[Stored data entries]
──────────
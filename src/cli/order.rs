//! Order commands

use std::sync::Arc;

use colored::Colorize;

use crate::cli::handlers::{ListPrinter, SyncOutcome, cached_age, run_optimistic};
use crate::cli::{CommandContext, GlobalOptions, OutputFormat};
use crate::client::{ButteryApi, Order, OrderStatus, Role};
use crate::error::Result;
use crate::models::OrderDisplay;
use crate::output::{self, DataSource};

/// List orders with item names, cached first
pub async fn list(opts: &GlobalOptions) -> Result<()> {
    let ctx = CommandContext::new(opts).await?;
    let buttery = ctx.buttery();

    let age = cached_age(ctx.cache().orders_metadata(), buttery);
    let mut printer = ListPrinter::<Order, OrderDisplay>::new(ctx.format, "orders", age);

    let outcome = ctx
        .views
        .load_orders(buttery, None, |state| printer.render(state))
        .await;
    printer.finish(outcome)
}

/// Move an order to `status`.
///
/// The cached order changes immediately. A sync that never succeeds is
/// reported as a warning; the local change is kept.
pub async fn set_status(opts: &GlobalOptions, order_id: String, status: OrderStatus) -> Result<()> {
    let ctx = CommandContext::new(opts).await?;
    ctx.require_role(Role::can_manage_orders, "update order status")
        .await?;

    let local = ctx.cache().clone();
    let reconcile = ctx.cache().clone();
    let client = Arc::clone(&ctx.client);
    let remote_id = order_id.clone();
    let mut was_cached = false;

    let outcome = run_optimistic(
        &ctx.sync,
        format!("order-status:{}", order_id),
        || was_cached = local.set_order_status(&order_id, status),
        move || {
            let client = Arc::clone(&client);
            let id = remote_id.clone();
            async move { client.update_order_status(&id, status).await }
        },
        move |order: &Order| {
            reconcile.replace_order(order.clone());
        },
        &format!("Marking {} {}", order_id, status),
    )
    .await;

    log::debug!("Order {} was cached: {}", order_id, was_cached);

    match outcome {
        SyncOutcome::Synced(order) => {
            if ctx.format == OutputFormat::Json {
                output::print(&vec![OrderDisplay::from(&order)], ctx.format, DataSource::Live)?;
            } else {
                println!(
                    "{} Order {} is {}",
                    "✓".green(),
                    order.id.bold(),
                    order.status.to_string().cyan()
                );
            }
        }
        SyncOutcome::Failed { error, attempts } => {
            let hint = if error.is_transient() {
                "the server could not be reached"
            } else {
                "the server rejected the change"
            };
            eprintln!(
                "{} Order {} shows {} locally, but {} ({} attempts): {}",
                "⚠".yellow(),
                order_id,
                status,
                hint,
                attempts,
                error
            );
        }
        SyncOutcome::Abandoned => {}
    }

    Ok(())
}
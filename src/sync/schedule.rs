//! Retry schedule and cancellable retry timers

use std::sync::Arc;
use std::sync::atomic::{AtomicBool, Ordering};
use std::time::Duration;

use tokio::sync::Notify;

/// Fixed, escalating retry schedule.
///
/// The default is three retries after the first attempt, waiting 10s, 20s
/// and 30s before each. Delays are measured from the end of the failed
/// attempt.
#[derive(Debug, Clone, PartialEq, Eq)]
pub struct RetryPolicy {
    delays: Vec<Duration>,
}

impl Default for RetryPolicy {
    fn default() -> Self {
        Self::from_secs(&[10, 20, 30])
    }
}

impl RetryPolicy {
    pub fn new(delays: Vec<Duration>) -> Self {
        Self { delays }
    }

    pub fn from_secs(delays: &[u64]) -> Self {
        Self::new(delays.iter().copied().map(Duration::from_secs).collect())
    }

    /// Never retry
    pub fn none() -> Self {
        Self::new(Vec::new())
    }

    /// Initial attempt plus one per scheduled retry
    pub fn max_attempts(&self) -> u32 {
        self.delays.len() as u32 + 1
    }

    /// Wait before the attempt following `attempt` (1-based), or `None` when
    /// `attempt` was the last one.
    pub fn delay_after(&self, attempt: u32) -> Option<Duration> {
        let index = attempt.checked_sub(1)? as usize;
        self.delays.get(index).copied()
    }

    pub fn delays(&self) -> &[Duration] {
        &self.delays
    }
}

/// Handle to a scheduled retry. Cancelling it wakes a sleeping retry
/// immediately and makes every later relevance check fail.
#[derive(Debug, Clone, Default)]
pub struct RetryHandle {
    state: Arc<HandleState>,
}

#[derive(Debug, Default)]
struct HandleState {
    cancelled: AtomicBool,
    wake: Notify,
}

impl RetryHandle {
    pub fn new() -> Self {
        Self::default()
    }

    pub fn cancel(&self) {
        if !self.state.cancelled.swap(true, Ordering::SeqCst) {
            self.state.wake.notify_waiters();
        }
    }

    pub fn is_cancelled(&self) -> bool {
        self.state.cancelled.load(Ordering::SeqCst)
    }

    /// Sleep for `delay`. Returns false if the handle was cancelled before or
    /// during the wait.
    pub async fn sleep(&self, delay: Duration) -> bool {
        let notified = self.state.wake.notified();
        tokio::pin!(notified);
        // Register for the wake-up before checking the flag so a concurrent
        // cancel cannot slip between the two.
        notified.as_mut().enable();

        if self.is_cancelled() {
            return false;
        }

        tokio::select! {
            _ = tokio::time::sleep(delay) => !self.is_cancelled(),
            _ = notified => false,
        }
    }
}
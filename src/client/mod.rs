//! Buttery REST API client

use async_trait::async_trait;

use crate::error::Result;

pub mod buttery;
#[cfg(test)]
pub mod mock;
pub mod models;

pub use buttery::ButteryClient;
#[cfg(test)]
pub use mock::MockButteryClient;
pub use models::{DeleteConfirmation, MenuItem, Order, OrderStatus, Role, User};

/// Buttery backend API.
///
/// Reads return collections optionally filtered by buttery; the caching
/// layer stores them verbatim. Mutations return the server's canonical
/// representation so optimistic local state can be reconciled.
#[async_trait]
pub trait ButteryApi: Send + Sync {
    /// Get the signed-in user and their role
    async fn current_user(&self) -> Result<User>;

    /// List menu items, optionally for a single buttery
    async fn list_menu_items(&self, buttery: Option<&str>) -> Result<Vec<MenuItem>>;

    /// List orders, optionally for a single buttery
    async fn list_orders(&self, buttery: Option<&str>) -> Result<Vec<Order>>;

    /// Set an order's status, returning the updated order
    async fn update_order_status(&self, order_id: &str, status: OrderStatus) -> Result<Order>;

    /// Delete a menu item
    async fn delete_menu_item(&self, item_id: &str) -> Result<DeleteConfirmation>;
}
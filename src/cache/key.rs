//! Cache key namespacing
//!
//! Every key written by the cache layer lives under a versioned prefix so
//! a change to the entry format can never be read back by a newer build.

/// Bump to orphan every entry written by an older entry format
pub const CACHE_VERSION: u32 = 1;

/// Prefix shared by all cache keys
pub fn key_prefix() -> String {
    format!("butteryop:v{}:", CACHE_VERSION)
}

/// Build the storage key for a named cached collection.
pub fn cache_key(name: &str) -> String {
    format!("{}{}", key_prefix(), name)
}

/// Whether a raw storage key belongs to this cache version.
pub fn is_cache_key(key: &str) -> bool {
    key.starts_with(&key_prefix())
}

#[cfg(test)]
mod tests {
    use super::*;

    #[test]
    fn test_cache_key_deterministic() {
        assert_eq!(cache_key("menu"), cache_key("menu"));
        assert_ne!(cache_key("menu"), cache_key("orders"));
    }

    #[test]
    fn test_cache_key_is_versioned() {
        let key = cache_key("orders");
        assert!(key.contains(&format!("v{}", CACHE_VERSION)));
        assert!(is_cache_key(&key));
    }

    #[test]
    fn test_foreign_keys_rejected() {
        assert!(!is_cache_key("orders"));
        assert!(!is_cache_key("butteryop:v0:orders"));
    }
}
//! In-process key/value store
//!
//! Used for `--no-cache` runs (nothing outlives the process) and in tests.

use std::collections::HashMap;
use std::sync::{Mutex, MutexGuard};

use super::storage::KeyValueStore;
use crate::error::CacheError;

type Result<T> = std::result::Result<T, CacheError>;

/// HashMap-backed store with an optional total capacity
#[derive(Debug, Default)]
pub struct MemoryStore {
    entries: Mutex<HashMap<String, String>>,
    capacity_bytes: Option<usize>,
}

impl MemoryStore {
    pub fn new() -> Self {
        Self::default()
    }

    /// Reject writes that would push total key+value bytes past `capacity_bytes`
    pub fn with_capacity(capacity_bytes: usize) -> Self {
        Self {
            entries: Mutex::new(HashMap::new()),
            capacity_bytes: Some(capacity_bytes),
        }
    }

    fn lock(&self) -> Result<MutexGuard<'_, HashMap<String, String>>> {
        self.entries
            .lock()
            .map_err(|_| CacheError::Io("memory store lock poisoned".to_string()))
    }
}

impl KeyValueStore for MemoryStore {
    fn get(&self, key: &str) -> Result<Option<String>> {
        Ok(self.lock()?.get(key).cloned())
    }

    fn set(&self, key: &str, value: &str) -> Result<()> {
        let mut entries = self.lock()?;

        if let Some(limit) = self.capacity_bytes {
            let others: usize = entries
                .iter()
                .filter(|(k, _)| k.as_str() != key)
                .map(|(k, v)| k.len() + v.len())
                .sum();
            let projected = others + key.len() + value.len();
            if projected > limit {
                return Err(CacheError::QuotaExceeded {
                    size: projected,
                    limit,
                });
            }
        }

        entries.insert(key.to_string(), value.to_string());
        Ok(())
    }

    fn remove(&self, key: &str) -> Result<()> {
        self.lock()?.remove(key);
        Ok(())
    }

    fn keys(&self) -> Result<Vec<String>> {
        let mut keys: Vec<String> = self.lock()?.keys().cloned().collect();
        keys.sort();
        Ok(keys)
    }
}
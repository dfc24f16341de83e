//! Scoped, TTL-bound cache over a [`KeyValueStore`]
//!
//! Reads never fail: a missing, out-of-scope, expired, or unreadable entry is
//! a miss. Writes never fail either: caching is best effort, so storage errors
//! are logged and dropped. [`ProgressiveCache::try_get`] exposes the
//! error-carrying read underneath `get` for callers that want to see why.

use std::collections::BTreeSet;
use std::sync::{Arc, Mutex, MutexGuard};
use std::time::Duration;

use serde::Serialize;
use serde::de::DeserializeOwned;

use super::CACHE_MAX_AGE;
use super::clock::{Clock, SystemClock};
use super::entry::{CacheEntry, EntryHeader};
use super::key::{cache_key, is_cache_key, key_prefix};
use super::storage::KeyValueStore;
use crate::error::CacheError;

/// Why a read did not produce data
#[derive(Debug, Clone, Copy, PartialEq, Eq)]
pub enum MissReason {
    /// Nothing stored under the key
    Absent,
    /// Stored for a different scope; the entry is kept
    ScopeMismatch,
    /// Older than the max age; the entry has been evicted
    Expired,
}

/// Outcome of a successful cache read
#[derive(Debug, Clone, PartialEq)]
pub enum Lookup<T> {
    Hit(T),
    Miss(MissReason),
}

impl<T> Lookup<T> {
    pub fn into_option(self) -> Option<T> {
        match self {
            Lookup::Hit(data) => Some(data),
            Lookup::Miss(_) => None,
        }
    }
}

/// Entry metadata for introspection
#[derive(Debug, Clone, PartialEq)]
pub struct CacheMetadata {
    pub timestamp: i64,
    pub scope: Option<String>,
    pub age: Duration,
    pub expired: bool,
}

/// Statistics about cache state
#[derive(Debug, Default)]
pub struct CacheStats {
    pub total_entries: usize,
    pub valid_entries: usize,
    pub expired_entries: usize,
    pub total_size_bytes: usize,
    pub oldest_entry: Option<i64>,
    pub newest_entry: Option<i64>,
    pub scopes: BTreeSet<String>,
}

/// Keyed, versioned, scope-tagged cache with a max age
///
/// Every read-modify-write against the store runs under one cache-wide lock,
/// so concurrent `update`s and `set`s never interleave.
pub struct ProgressiveCache<S> {
    store: S,
    clock: Arc<dyn Clock>,
    max_age: Duration,
    exclusive: Mutex<()>,
}

impl<S: KeyValueStore> ProgressiveCache<S> {
    /// Create a cache over `store` using the system clock and the default max age.
    pub fn new(store: S) -> Self {
        Self {
            store,
            clock: Arc::new(SystemClock),
            max_age: CACHE_MAX_AGE,
            exclusive: Mutex::new(()),
        }
    }

    pub fn with_clock(mut self, clock: Arc<dyn Clock>) -> Self {
        self.clock = clock;
        self
    }

    pub fn with_max_age(mut self, max_age: Duration) -> Self {
        self.max_age = max_age;
        self
    }

    /// The underlying store
    pub fn store(&self) -> &S {
        &self.store
    }

    pub fn max_age(&self) -> Duration {
        self.max_age
    }

    /// Read `name` for `scope`, surfacing storage and decode failures.
    ///
    /// Expired entries are evicted here; scope mismatches are left alone.
    pub fn try_get<T: DeserializeOwned>(
        &self,
        name: &str,
        scope: Option<&str>,
    ) -> Result<Lookup<T>, CacheError> {
        let key = cache_key(name);
        let _guard = self.exclusive()?;
        let Some(raw) = self.store.get(&key)? else {
            return Ok(Lookup::Miss(MissReason::Absent));
        };

        let entry = CacheEntry::<T>::decode(&raw)?;

        if !entry.matches_scope(scope) {
            return Ok(Lookup::Miss(MissReason::ScopeMismatch));
        }

        if self.is_expired(entry.timestamp) {
            self.store.remove(&key)?;
            return Ok(Lookup::Miss(MissReason::Expired));
        }

        Ok(Lookup::Hit(entry.data))
    }

    /// Read `name` for `scope`; any problem is a miss.
    ///
    /// An entry that cannot be read back is evicted so it cannot fail again.
    pub fn get<T: DeserializeOwned>(&self, name: &str, scope: Option<&str>) -> Option<T> {
        match self.try_get(name, scope) {
            Ok(Lookup::Hit(data)) => {
                log::debug!("Cache hit: {} (scope {:?})", name, scope);
                Some(data)
            }
            Ok(Lookup::Miss(reason)) => {
                log::debug!("Cache miss: {} (scope {:?}): {:?}", name, scope, reason);
                None
            }
            Err(e) => {
                log::warn!("Discarding unreadable cache entry {}: {}", name, e);
                self.remove(name);
                None
            }
        }
    }

    /// Write `data` for `scope`, surfacing failures.
    pub fn try_set<T: Serialize>(
        &self,
        name: &str,
        data: &T,
        scope: Option<&str>,
    ) -> Result<(), CacheError> {
        let encoded = CacheEntry::new(data, self.clock.now_millis(), scope).encode()?;
        let _guard = self.exclusive()?;
        self.store.set(&cache_key(name), &encoded)
    }

    /// Write `data` for `scope` with a fresh timestamp. Failures are logged
    /// and dropped.
    pub fn set<T: Serialize>(&self, name: &str, data: &T, scope: Option<&str>) {
        if let Err(e) = self.try_set(name, data, scope) {
            log::warn!("Failed to cache {}: {}", name, e);
        }
    }

    /// Modify an existing entry's data in place, keeping its scope and
    /// original timestamp.
    ///
    /// `f` returns whether it changed anything; the result is true only if
    /// it did and the write succeeded.
    pub fn update<T, F>(&self, name: &str, f: F) -> bool
    where
        T: Serialize + DeserializeOwned,
        F: FnOnce(&mut T) -> bool,
    {
        let key = cache_key(name);
        let result = (|| -> Result<bool, CacheError> {
            let _guard = self.exclusive()?;
            let Some(raw) = self.store.get(&key)? else {
                return Ok(false);
            };
            let mut entry = CacheEntry::<T>::decode(&raw)?;
            if !f(&mut entry.data) {
                return Ok(false);
            }
            self.store.set(&key, &entry.encode()?)?;
            Ok(true)
        })();

        match result {
            Ok(updated) => updated,
            Err(e) => {
                log::warn!("Failed to update cached {}: {}", name, e);
                false
            }
        }
    }

    /// Timestamp, scope, and age of an entry regardless of scope.
    pub fn metadata(&self, name: &str) -> Option<CacheMetadata> {
        let raw = self.store.get(&cache_key(name)).ok().flatten()?;
        let header = EntryHeader::decode(&raw).ok()?;
        Some(self.describe(&header))
    }

    /// Remove one entry
    pub fn remove(&self, name: &str) {
        let result = self
            .exclusive()
            .and_then(|_guard| self.store.remove(&cache_key(name)));
        if let Err(e) = result {
            log::warn!("Failed to remove cached {}: {}", name, e);
        }
    }

    /// Remove every entry written by this cache version
    pub fn clear_all(&self) -> usize {
        self.clear_where(|_| true)
    }

    /// Remove entries whose scope equals `scope` (exactly, as for reads).
    /// Unreadable entries are removed too.
    pub fn clear_scope(&self, scope: Option<&str>) -> usize {
        self.clear_where(|header| header.is_none_or(|h| h.matches_scope(scope)))
    }

    /// Summarise every entry in the namespace.
    pub fn stats(&self) -> CacheStats {
        let mut stats = CacheStats::default();

        for (_, raw) in self.raw_entries() {
            stats.total_entries += 1;
            stats.total_size_bytes += raw.len();

            let Ok(header) = EntryHeader::decode(&raw) else {
                stats.expired_entries += 1;
                continue;
            };

            if self.is_expired(header.timestamp) {
                stats.expired_entries += 1;
                continue;
            }

            stats.valid_entries += 1;
            stats.oldest_entry = Some(
                stats
                    .oldest_entry
                    .map_or(header.timestamp, |t| t.min(header.timestamp)),
            );
            stats.newest_entry = Some(
                stats
                    .newest_entry
                    .map_or(header.timestamp, |t| t.max(header.timestamp)),
            );
            if let Some(scope) = header.scope {
                stats.scopes.insert(scope);
            }
        }

        stats
    }

    fn exclusive(&self) -> Result<MutexGuard<'_, ()>, CacheError> {
        self.exclusive
            .lock()
            .map_err(|_| CacheError::Io("cache lock poisoned".to_string()))
    }

    fn is_expired(&self, timestamp: i64) -> bool {
        let max_age = i64::try_from(self.max_age.as_millis()).unwrap_or(i64::MAX);
        self.clock.now_millis().saturating_sub(timestamp) > max_age
    }

    fn describe(&self, header: &EntryHeader) -> CacheMetadata {
        let age_millis = header.age_millis(self.clock.now_millis()).max(0);
        CacheMetadata {
            timestamp: header.timestamp,
            scope: header.scope.clone(),
            age: Duration::from_millis(age_millis as u64),
            expired: self.is_expired(header.timestamp),
        }
    }

    /// (key, raw value) for every namespaced entry that can be read
    fn raw_entries(&self) -> Vec<(String, String)> {
        let keys = match self.store.keys() {
            Ok(keys) => keys,
            Err(e) => {
                log::warn!("Failed to list cache keys: {}", e);
                return Vec::new();
            }
        };

        keys.into_iter()
            .filter(|key| is_cache_key(key))
            .filter_map(|key| match self.store.get(&key) {
                Ok(Some(raw)) => Some((key, raw)),
                Ok(None) => None,
                Err(e) => {
                    log::warn!("Failed to read cache key {}: {}", key, e);
                    None
                }
            })
            .collect()
    }

    fn clear_where<P>(&self, predicate: P) -> usize
    where
        P: Fn(Option<&EntryHeader>) -> bool,
    {
        let _guard = match self.exclusive() {
            Ok(guard) => guard,
            Err(e) => {
                log::warn!("Failed to clear cache: {}", e);
                return 0;
            }
        };

        let mut removed = 0;
        for (key, raw) in self.raw_entries() {
            let header = EntryHeader::decode(&raw).ok();
            if !predicate(header.as_ref()) {
                continue;
            }
            match self.store.remove(&key) {
                Ok(()) => removed += 1,
                Err(e) => log::warn!("Failed to remove cache key {}: {}", key, e),
            }
        }
        log::debug!("Cleared {} cache entries under {}", removed, key_prefix());
        removed
    }
}
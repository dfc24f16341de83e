//! Status command implementation

use colored::Colorize;

use crate::cli::GlobalOptions;
use crate::cli::context::{load_config, open_cache};
use crate::config::Config;
use crate::error::Result;
use crate::output::formatters::format_age;
use crate::output::table::format_fields;

/// Display configuration and cache status
pub fn run(opts: &GlobalOptions) -> Result<()> {
    println!("{}\n", "butteryop Status".bold());

    let config_path = Config::resolve_path(opts.config_ref())?;
    if config_path.exists() {
        println!("Config file: {}", config_path.display().to_string().cyan());
    } else {
        println!(
            "Config file: {} {}",
            config_path.display().to_string().cyan(),
            "(not created yet, using defaults)".dimmed()
        );
    }

    let config = load_config(opts)?;
    println!();

    if config.session.is_some() {
        println!("{} Session configured", "✓".green());
    } else {
        println!("{} No session configured", "✗".red());
        println!("  → Log in through CAS, then run 'butteryop config set-session <cookie>'");
    }

    match config.buttery {
        Some(ref buttery) => println!("{} Default buttery: {}", "✓".green(), buttery),
        None => println!("{} No default buttery (showing all)", "○".dimmed()),
    }

    let delays: Vec<String> = config
        .sync
        .retry_delays_secs
        .iter()
        .map(|d| format!("{}s", d))
        .collect();

    let cache = open_cache(&config, opts.no_cache);
    let describe = |meta: Option<crate::cache::CacheMetadata>| match meta {
        Some(m) if m.expired => "expired".to_string(),
        Some(m) => format!(
            "{} ({})",
            format_age(m.age),
            m.scope.as_deref().unwrap_or("all butteries")
        ),
        None => "none".to_string(),
    };

    println!();
    println!(
        "{}",
        format_fields(&[
            ("API host", config.api_host.clone()),
            ("Retry delays", delays.join(", ")),
            ("Cached menu", describe(cache.menu_metadata())),
            ("Cached orders", describe(cache.orders_metadata())),
        ])
    );

    Ok(())
}
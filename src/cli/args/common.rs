//! Common CLI types shared across commands

/// Output format options
#[derive(Debug, Clone, Copy, Default, PartialEq, Eq, clap::ValueEnum)]
pub enum OutputFormat {
    /// Table format - human-readable, shows cached data while refreshing
    #[default]
    Table,
    /// JSON format - one document per command, for scripts
    Json,
}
──────────
The answer must be every line from the records above that contains the word "Ordering", copied out.

**Output**
use std::sync::atomic::{AtomicBool, Ordering};
        if !self.state.cancelled.swap(true, Ordering::SeqCst) {
        self.state.cancelled.load(Ordering::SeqCst)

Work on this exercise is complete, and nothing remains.